There’s a lot of old money in the Berkshires. You see it; the old estates sit like proud lions on hills. You smell it; the food is thoughtful, not rushed. You hear it; people talk about books, business, travel, not reality TV shows or sports. You touch it; hotel linens are crisp yet soft, sofas and settees are velvety. Down the road, while Mrs. Wharton’s servants were unpacking her belongings, Blantyre was being built. It was 1901, a new century and new beginnings at these two estates designed to echo what America still loved about Europe. Blantyre is where I spent last week, hiding out from moody skies, eating too much bacon and drinking too much wine. For six days, I wandered around Blantyre with a side trip to The Mount, thinking about old-money families with their big, airy houses, their little dogs, their multi-course meals, feeling thankful for my more scrappy upbringing, my happy marriage, my small 1926 colonial with its clawfoot bathtubs and erratic power circuits, my healthy, quirky tween-age daughter. While at Blantyre, I paid off my student loan, nearly $50,000 in debt that had been trailing me since 1996. No one paved my way, and when I was in my 20s that annoyed me. But after walking around Edith Wharton’s house the day after that final payment, I felt grateful. Living small, I thought, feels good.

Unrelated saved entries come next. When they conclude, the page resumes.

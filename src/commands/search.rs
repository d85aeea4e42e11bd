//! `search`: list issues matching a JQL query.

use clap::Args;
use tracing::info;

use super::session::{close_session, open_session};
use crate::api::types::SearchResult;
use crate::api::ApiError;
use crate::config::EffectiveConfiguration;
use crate::error::Result;

const DEFAULT_FIELDS: &[&str] = &["summary"];

#[derive(Debug, Clone, Args)]
pub struct SearchArgs {
    /// JQL query, e.g. "project = OPS AND status = Open"
    pub jql: String,

    /// Index of the first issue to return
    #[arg(long, default_value_t = 0)]
    pub start_at: u32,

    /// Maximum number of issues to return
    #[arg(long, default_value_t = 50)]
    pub max_results: u32,

    /// Fields to fetch (comma separated)
    #[arg(long, value_delimiter = ',')]
    pub fields: Vec<String>,
}

impl SearchArgs {
    fn requested_fields(&self) -> Vec<String> {
        if self.fields.is_empty() {
            DEFAULT_FIELDS.iter().map(|f| f.to_string()).collect()
        } else {
            self.fields.clone()
        }
    }
}

/// Run `search`. Returns whether the search succeeded.
pub async fn search(args: &SearchArgs, config: &EffectiveConfiguration) -> Result<bool> {
    let client = open_session(config).await?;
    let result = client
        .search(
            &args.jql,
            args.start_at,
            args.max_results,
            &args.requested_fields(),
        )
        .await;
    close_session(client).await;
    let result = result?;

    if result.is_error() {
        result.log_errors(Some("Search failed!"));
        return Ok(false);
    }

    let found: SearchResult = result.parse().map_err(ApiError::from)?;
    for issue in &found.issues {
        info!("{}: {}", issue.key, issue.summary());
    }
    info!(
        "Showing {} of {} issues starting at {}",
        found.issues.len(),
        found.total,
        found.start_at
    );
    Ok(true)
}
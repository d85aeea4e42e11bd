//! `create-version`: create a version in a project.

use clap::Args;
use tracing::{debug, error, info};

use super::session::{close_session, open_session};
use crate::api::NewVersion;
use crate::config::EffectiveConfiguration;
use crate::error::{AppError, Result};

#[derive(Debug, Clone, Default, Args)]
pub struct CreateVersionArgs {
    /// Project key the version belongs to
    pub project: String,

    /// Name of the new version
    pub version_name: String,

    /// Description for this version
    #[arg(short = 'e', long)]
    pub description: Option<String>,

    /// Planned release date for this version
    #[arg(short = 'r', long)]
    pub release_date: Option<String>,
}

/// Build the version to create from the command arguments.
///
/// # Errors
///
/// Returns a usage error when the project or version name is empty.
pub fn new_version(args: &CreateVersionArgs) -> Result<NewVersion> {
    if args.project.is_empty() {
        return Err(AppError::usage("Please specify a project to use!"));
    }
    if args.version_name.is_empty() {
        return Err(AppError::usage("Please specify a version name to use!"));
    }

    Ok(NewVersion::new(&args.version_name, &args.project)
        .description(args.description.as_deref())
        .release_date(args.release_date.as_deref()))
}

/// Run `create-version`. Returns whether the version was created.
pub async fn create_version(args: &CreateVersionArgs, config: &EffectiveConfiguration) -> Result<bool> {
    let version = new_version(args)?;

    let client = open_session(config).await?;
    debug!(
        "Trying to create version {} for project {} with release date {:?} and description: {:?}",
        version.name, version.project, version.release_date, version.description
    );
    let result = client.create_project_version(&version).await;
    close_session(client).await;
    let result = result?;

    if result.is_success() {
        info!(
            "Creation of version {} for {} was successful!",
            version.name, version.project
        );
        Ok(true)
    } else {
        error!("Error while trying to create version!");
        result.log_errors(None);
        Ok(false)
    }
}
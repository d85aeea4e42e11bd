//! API error types for the JIRA client.
//!
//! Non-success HTTP statuses of ordinary calls are not errors here: they
//! come back as an [`OperationResult`](super::OperationResult) for the
//! caller to inspect. Only login failures and transport or decoding
//! problems are raised.

use thiserror::Error;

/// Errors that abort a JIRA API interaction.
#[derive(Debug, Error)]
pub enum ApiError {
    /// Network or HTTP transport error.
    #[error("Network error: {0}")]
    Network(#[from] reqwest::Error),

    /// A response body was not the JSON that was expected.
    #[error("Invalid JSON in response: {0}")]
    Decode(#[from] serde_json::Error),

    /// The login call was rejected.
    #[error("Authentication failed (HTTP {status})")]
    Authentication {
        /// Status code returned by the session resource.
        status: u16,
    },

    /// Reading a local file (e.g. an attachment) failed.
    #[error("IO error: {0}")]
    Io(#[from] std::io::Error),
}

/// Result type for API operations.
pub type Result<T> = std::result::Result<T, ApiError>;
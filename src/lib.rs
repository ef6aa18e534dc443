//! Ordered collections backed by self-balancing binary search trees.

#[macro_use]
extern crate log;

pub mod avl_tree;
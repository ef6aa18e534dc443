use crate::avl_tree::node::Node;
use crate::avl_tree::tree;
use crate::avl_tree::{Error, Result};
use std::fmt;
use std::iter::FromIterator;

/// An ordered set implemented using an avl tree.
///
/// An avl tree is a self-balancing binary search tree that maintains the invariant that the
/// heights of two child subtrees of any node differ by at most one. Inserting a key that
/// already exists is a no-op.
///
/// # Examples
/// ```
/// use avl_collections::avl_tree::{AvlSet, Error};
///
/// let mut set = AvlSet::new();
/// set.insert(0);
/// set.insert(3);
///
/// assert_eq!(set.len(), 2);
///
/// assert_eq!(set.min(), Ok(&0));
/// assert_eq!(set.ceil(&2), Some(&3));
///
/// assert_eq!(set.remove(&0), Ok(0));
/// assert_eq!(set.remove(&1), Err(Error::KeyNotFound));
/// ```
#[derive(Clone)]
pub struct AvlSet<T> {
    tree: tree::Tree<T>,
    len: usize,
}

impl<T> AvlSet<T>
where
    T: Ord,
{
    /// Constructs a new, empty `AvlSet<T>`.
    ///
    /// # Examples
    /// ```
    /// use avl_collections::avl_tree::AvlSet;
    ///
    /// let set: AvlSet<u32> = AvlSet::new();
    /// ```
    pub fn new() -> Self {
        AvlSet {
            tree: None,
            len: 0,
        }
    }

    /// Inserts a key into the set. Returns `true` if the key was inserted and `false` if it
    /// already existed, in which case the set is left unchanged.
    ///
    /// # Examples
    /// ```
    /// use avl_collections::avl_tree::AvlSet;
    ///
    /// let mut set = AvlSet::new();
    /// assert!(set.insert(1));
    /// assert!(set.contains(&1));
    /// assert!(!set.insert(1));
    /// assert_eq!(set.len(), 1);
    /// ```
    pub fn insert(&mut self, key: T) -> bool {
        let inserted = tree::insert(&mut self.tree, key);
        if inserted {
            self.len += 1;
        }
        inserted
    }

    /// Removes a key from the set and returns it. Returns `Error::KeyNotFound` if the key does
    /// not exist in the set.
    ///
    /// # Examples
    /// ```
    /// use avl_collections::avl_tree::{AvlSet, Error};
    ///
    /// let mut set = AvlSet::new();
    /// set.insert(1);
    /// assert_eq!(set.remove(&1), Ok(1));
    /// assert_eq!(set.remove(&1), Err(Error::KeyNotFound));
    /// ```
    pub fn remove(&mut self, key: &T) -> Result<T> {
        match tree::remove(&mut self.tree, key) {
            Some(key) => {
                self.len -= 1;
                Ok(key)
            },
            None => Err(Error::KeyNotFound),
        }
    }

    /// Checks if a key exists in the set.
    ///
    /// # Examples
    /// ```
    /// use avl_collections::avl_tree::AvlSet;
    ///
    /// let mut set = AvlSet::new();
    /// set.insert(1);
    /// assert!(!set.contains(&0));
    /// assert!(set.contains(&1));
    /// ```
    pub fn contains(&self, key: &T) -> bool {
        tree::contains(&self.tree, key)
    }

    /// Returns the number of elements in the set.
    ///
    /// # Examples
    /// ```
    /// use avl_collections::avl_tree::AvlSet;
    ///
    /// let mut set = AvlSet::new();
    /// set.insert(1);
    /// assert_eq!(set.len(), 1);
    /// ```
    pub fn len(&self) -> usize {
        self.len
    }

    /// Returns `true` if the set is empty.
    ///
    /// # Examples
    /// ```
    /// use avl_collections::avl_tree::AvlSet;
    ///
    /// let set: AvlSet<u32> = AvlSet::new();
    /// assert!(set.is_empty());
    /// ```
    pub fn is_empty(&self) -> bool {
        self.tree.is_none()
    }

    /// Returns the height of the tree, or `0` if the set is empty.
    ///
    /// # Examples
    /// ```
    /// use avl_collections::avl_tree::AvlSet;
    ///
    /// let mut set = AvlSet::new();
    /// assert_eq!(set.height(), 0);
    /// set.insert(30);
    /// set.insert(20);
    /// set.insert(10);
    /// assert_eq!(set.height(), 2);
    /// ```
    pub fn height(&self) -> usize {
        tree::height(&self.tree)
    }

    /// Clears the set, removing all values.
    ///
    /// # Examples
    /// ```
    /// use avl_collections::avl_tree::AvlSet;
    ///
    /// let mut set = AvlSet::new();
    /// set.insert(1);
    /// set.insert(2);
    /// set.clear();
    /// assert_eq!(set.is_empty(), true);
    /// ```
    pub fn clear(&mut self) {
        self.tree = None;
        self.len = 0;
    }

    /// Returns a key in the set that is less than or equal to a particular key. Returns `None` if
    /// such a key does not exist.
    ///
    /// # Examples
    /// ```
    /// use avl_collections::avl_tree::AvlSet;
    ///
    /// let mut set = AvlSet::new();
    /// set.insert(1);
    /// assert_eq!(set.floor(&0), None);
    /// assert_eq!(set.floor(&2), Some(&1));
    /// ```
    pub fn floor(&self, key: &T) -> Option<&T> {
        tree::floor(&self.tree, key)
    }

    /// Returns a key in the set that is greater than or equal to a particular key. Returns `None`
    /// if such a key does not exist.
    ///
    /// # Examples
    /// ```
    /// use avl_collections::avl_tree::AvlSet;
    ///
    /// let mut set = AvlSet::new();
    /// set.insert(1);
    /// assert_eq!(set.ceil(&0), Some(&1));
    /// assert_eq!(set.ceil(&2), None);
    /// ```
    pub fn ceil(&self, key: &T) -> Option<&T> {
        tree::ceil(&self.tree, key)
    }

    /// Returns the minimum key of the set. Returns `Error::EmptyTree` if the set is empty.
    ///
    /// # Examples
    /// ```
    /// use avl_collections::avl_tree::{AvlSet, Error};
    ///
    /// let mut set = AvlSet::new();
    /// assert_eq!(set.min(), Err(Error::EmptyTree));
    /// set.insert(1);
    /// set.insert(3);
    /// assert_eq!(set.min(), Ok(&1));
    /// ```
    pub fn min(&self) -> Result<&T> {
        tree::min(&self.tree).ok_or(Error::EmptyTree)
    }

    /// Returns the maximum key of the set. Returns `Error::EmptyTree` if the set is empty.
    ///
    /// # Examples
    /// ```
    /// use avl_collections::avl_tree::{AvlSet, Error};
    ///
    /// let mut set = AvlSet::new();
    /// assert_eq!(set.max(), Err(Error::EmptyTree));
    /// set.insert(1);
    /// set.insert(3);
    /// assert_eq!(set.max(), Ok(&3));
    /// ```
    pub fn max(&self) -> Result<&T> {
        tree::max(&self.tree).ok_or(Error::EmptyTree)
    }

    /// Returns the keys of the set in pre-order: each node before its left and right subtrees.
    ///
    /// # Examples
    /// ```
    /// use avl_collections::avl_tree::AvlSet;
    ///
    /// let set: AvlSet<u32> = vec![10, 5, 15, 3, 7].into_iter().collect();
    /// assert_eq!(set.pre_order(), vec![&10, &5, &3, &7, &15]);
    /// ```
    pub fn pre_order(&self) -> Vec<&T> {
        let mut keys = Vec::with_capacity(self.len);
        tree::pre_order(&self.tree, &mut keys);
        keys
    }

    /// Returns the keys of the set in-order, which is ascending order.
    ///
    /// # Examples
    /// ```
    /// use avl_collections::avl_tree::AvlSet;
    ///
    /// let set: AvlSet<u32> = vec![10, 5, 15, 3, 7].into_iter().collect();
    /// assert_eq!(set.in_order(), vec![&3, &5, &7, &10, &15]);
    /// ```
    pub fn in_order(&self) -> Vec<&T> {
        let mut keys = Vec::with_capacity(self.len);
        tree::in_order(&self.tree, &mut keys);
        keys
    }

    /// Returns the keys of the set in post-order: each node after its left and right subtrees.
    ///
    /// # Examples
    /// ```
    /// use avl_collections::avl_tree::AvlSet;
    ///
    /// let set: AvlSet<u32> = vec![10, 5, 15, 3, 7].into_iter().collect();
    /// assert_eq!(set.post_order(), vec![&3, &7, &5, &15, &10]);
    /// ```
    pub fn post_order(&self) -> Vec<&T> {
        let mut keys = Vec::with_capacity(self.len);
        tree::post_order(&self.tree, &mut keys);
        keys
    }

    /// Returns the keys of the set breadth-first, visiting left children before right children.
    ///
    /// # Examples
    /// ```
    /// use avl_collections::avl_tree::AvlSet;
    ///
    /// let set: AvlSet<u32> = vec![10, 5, 15, 3, 7].into_iter().collect();
    /// assert_eq!(set.level_order(), vec![&10, &5, &15, &3, &7]);
    /// ```
    pub fn level_order(&self) -> Vec<&T> {
        let mut keys = Vec::with_capacity(self.len);
        tree::level_order(&self.tree, &mut keys);
        keys
    }

    /// Returns an iterator over the set. The iterator will yield keys using in-order traversal.
    ///
    /// # Examples
    /// ```
    /// use avl_collections::avl_tree::AvlSet;
    ///
    /// let mut set = AvlSet::new();
    /// set.insert(1);
    /// set.insert(3);
    ///
    /// let mut iterator = set.iter();
    /// assert_eq!(iterator.next(), Some(&1));
    /// assert_eq!(iterator.next(), Some(&3));
    /// assert_eq!(iterator.next(), None);
    /// ```
    pub fn iter(&self) -> AvlSetIter<T> {
        AvlSetIter {
            current: &self.tree,
            stack: Vec::new(),
        }
    }
}

impl<T> IntoIterator for AvlSet<T>
where
    T: Ord,
{
    type Item = T;
    type IntoIter = AvlSetIntoIter<T>;

    fn into_iter(self) -> Self::IntoIter {
        Self::IntoIter {
            current: self.tree,
            stack: Vec::new(),
        }
    }
}

impl<'a, T> IntoIterator for &'a AvlSet<T>
where
    T: 'a + Ord,
{
    type Item = &'a T;
    type IntoIter = AvlSetIter<'a, T>;

    fn into_iter(self) -> Self::IntoIter {
        self.iter()
    }
}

The problem with the Berkshires is that I keep enjoying it through windows, usually the windows of very beautiful places like Blantyre and The Mount. I was there in January visiting Kripalu; I returned in November and spent most of the week indoors at Wishing Stone Writers Workshop, which is worth every penny, and that’s coming from a gal who didn’t start out with a lot of pennies.

(The main entrance at Blantyre and then below, elsewhere around the estate.)




(The music room that served as our class room at Blantyre, a dreamy place to discuss words.)

As wonderful as Wishing Stone was, for the most part I again experienced the Berkshires from the inside looking out. I didn’t hike the mountains; I looked at them from a window. I didn’t walk through the leaves; I watched them fall while sitting in an ornate music room critiquing stories. The branches were bare after my week there, as if fall had finished falling while I was inside reading and writing. Twice when I walked back from the main house to my room at the carriage house by the end of the road, I stood outside looking at the gibbous moon until I was too cold, grateful to have the long walk back just to walk about. Did Edith Wharton ever feel that way? Did she ever look out her window and worry the seasons were passing too quickly and she was missing out? I love burrowing into a good book on a cold day, but the Berkshires makes me want to stay outside longer even when the temperatures suggest otherwise.

So I will go back to Western Massachusetts. Again. And again. And again. Spring. Summer. Another autumn there and definitely more of winter. While visiting The Mount, I wondered, did Edith Wharton enjoy the seasons as I do? Did she find beauty in small things? She struck me as a woman so consumed by her wealthy lifestyle, her books, her dogs. She didn’t come across as someone I would enjoy talking to or want to know. But that’s the problem with history; you’re not there to tell your own story. Maybe she’s a peach.